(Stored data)
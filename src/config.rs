//! Startup configuration
//!
//! Everything here is read once at startup. Errors in this module are the only
//! ones that stop the process; everything at runtime degrades instead.

use crate::controller::DEFAULT_HANDOFF_TURNS;
use crate::history::DEFAULT_HISTORY_LIMIT;
use crate::llm::LlmError;
use crate::workflow::WorkflowKind;
use std::path::PathBuf;
use std::str::FromStr;
use std::time::Duration;
use thiserror::Error;

/// Fatal configuration problems
#[derive(Debug, Error)]
pub enum ConfigError {
    #[error("transition table has no entry for state {state}")]
    IncompleteTransitionTable { state: String },

    #[error("no handler registered for state {state}")]
    MissingHandler { state: String },

    #[error("state store starts at {store} but the workflow starts at {graph}")]
    InitialStateMismatch {
        store: &'static str,
        graph: &'static str,
    },

    #[error("invalid pattern {pattern:?}: {source}")]
    InvalidPattern {
        pattern: String,
        #[source]
        source: regex::Error,
    },

    #[error("failed to read routing rules from {path}: {source}")]
    RulesFile {
        path: PathBuf,
        #[source]
        source: std::io::Error,
    },

    #[error("malformed routing rules: {0}")]
    RulesFormat(#[from] serde_json::Error),

    #[error("unknown workflow {0:?} (expected \"hub\" or \"skills\")")]
    UnknownWorkflow(String),

    #[error("unknown classifier {0:?} (expected \"llm\" or \"rules\")")]
    UnknownClassifier(String),

    #[error("no LLM provider configured; set ANTHROPIC_API_KEY or LLM_GATEWAY")]
    NoLlmProvider,

    #[error("invalid value {value:?} for {var}")]
    InvalidValue { var: &'static str, value: String },

    #[error("LLM provider setup failed: {0}")]
    Llm(#[from] LlmError),
}

/// Which classifier backs the router
#[derive(Debug, Clone, Copy, PartialEq, Eq)]
pub enum ClassifierKind {
    /// LLM oracle
    Llm,
    /// Regex routing rules, no network
    Rules,
}

impl FromStr for ClassifierKind {
    type Err = ConfigError;

    fn from_str(s: &str) -> Result<Self, Self::Err> {
        match s.trim().to_ascii_lowercase().as_str() {
            "llm" => Ok(Self::Llm),
            "rules" => Ok(Self::Rules),
            other => Err(ConfigError::UnknownClassifier(other.to_string())),
        }
    }
}

/// Process configuration
#[derive(Debug, Clone)]
pub struct Config {
    pub workflow: WorkflowKind,
    pub classifier: ClassifierKind,
    /// Snapshot file for the single-user CLI
    pub state_path: PathBuf,
    /// Optional JSON file overriding the workflow's default routing rules
    pub rules_path: Option<PathBuf>,
    pub history_limit: usize,
    pub handoff_turns: usize,
    pub turn_timeout: Option<Duration>,
    /// Discard any prior snapshot at startup
    pub fresh_start: bool,
}

impl Default for Config {
    fn default() -> Self {
        Self {
            workflow: WorkflowKind::Hub,
            classifier: ClassifierKind::Llm,
            state_path: default_state_path(),
            rules_path: None,
            history_limit: DEFAULT_HISTORY_LIMIT,
            handoff_turns: DEFAULT_HANDOFF_TURNS,
            turn_timeout: None,
            fresh_start: true,
        }
    }
}

impl Config {
    pub fn from_env() -> Result<Self, ConfigError> {
        Self::from_lookup(|var| std::env::var(var).ok())
    }

    /// Build from an arbitrary variable source
    pub fn from_lookup(lookup: impl Fn(&str) -> Option<String>) -> Result<Self, ConfigError> {
        let mut config = Self::default();

        if let Some(value) = lookup("AGENT_RELAY_WORKFLOW") {
            config.workflow = value.parse()?;
        }
        if let Some(value) = lookup("AGENT_RELAY_CLASSIFIER") {
            config.classifier = value.parse()?;
        }
        if let Some(value) = lookup("AGENT_RELAY_STATE_PATH") {
            config.state_path = PathBuf::from(value);
        }
        config.rules_path = lookup("AGENT_RELAY_RULES_PATH").map(PathBuf::from);

        if let Some(value) = lookup("AGENT_RELAY_HISTORY_LIMIT") {
            let limit: usize = parse_var("AGENT_RELAY_HISTORY_LIMIT", &value)?;
            if limit == 0 {
                return Err(ConfigError::InvalidValue {
                    var: "AGENT_RELAY_HISTORY_LIMIT",
                    value,
                });
            }
            config.history_limit = limit;
        }
        if let Some(value) = lookup("AGENT_RELAY_TURN_TIMEOUT_SECS") {
            let secs: u64 = parse_var("AGENT_RELAY_TURN_TIMEOUT_SECS", &value)?;
            config.turn_timeout = (secs > 0).then(|| Duration::from_secs(secs));
        }
        if let Some(value) = lookup("AGENT_RELAY_FRESH_START") {
            config.fresh_start = parse_bool("AGENT_RELAY_FRESH_START", &value)?;
        }

        Ok(config)
    }
}

fn parse_var<T: FromStr>(var: &'static str, value: &str) -> Result<T, ConfigError> {
    value.trim().parse().map_err(|_| ConfigError::InvalidValue {
        var,
        value: value.to_string(),
    })
}

fn parse_bool(var: &'static str, value: &str) -> Result<bool, ConfigError> {
    match value.trim().to_ascii_lowercase().as_str() {
        "1" | "true" | "yes" | "on" => Ok(true),
        "0" | "false" | "no" | "off" => Ok(false),
        _ => Err(ConfigError::InvalidValue {
            var,
            value: value.to_string(),
        }),
    }
}

/// `$HOME/.agent-relay/system_state.json`, or the working directory without a home
fn default_state_path() -> PathBuf {
    std::env::var_os("HOME").map_or_else(
        || PathBuf::from("system_state.json"),
        |home| {
            PathBuf::from(home)
                .join(".agent-relay")
                .join("system_state.json")
        },
    )
}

■ **What the task asks**: Repeat the entries above verbatim, but only from the line that has "the single-user CLI" down to the line that has "arbitrary variable source", inclusive.

■ **Response box**:
    /// Snapshot file for the single-user CLI
    pub state_path: PathBuf,
    /// Optional JSON file overriding the workflow's default routing rules
    pub rules_path: Option<PathBuf>,
    pub history_limit: usize,
    pub handoff_turns: usize,
    pub turn_timeout: Option<Duration>,
    /// Discard any prior snapshot at startup
    pub fresh_start: bool,
}

impl Default for Config {
    fn default() -> Self {
        Self {
            workflow: WorkflowKind::Hub,
            classifier: ClassifierKind::Llm,
            state_path: default_state_path(),
            rules_path: None,
            history_limit: DEFAULT_HISTORY_LIMIT,
            handoff_turns: DEFAULT_HANDOFF_TURNS,
            turn_timeout: None,
            fresh_start: true,
        }
    }
}

impl Config {
    pub fn from_env() -> Result<Self, ConfigError> {
        Self::from_lookup(|var| std::env::var(var).ok())
    }

    /// Build from an arbitrary variable source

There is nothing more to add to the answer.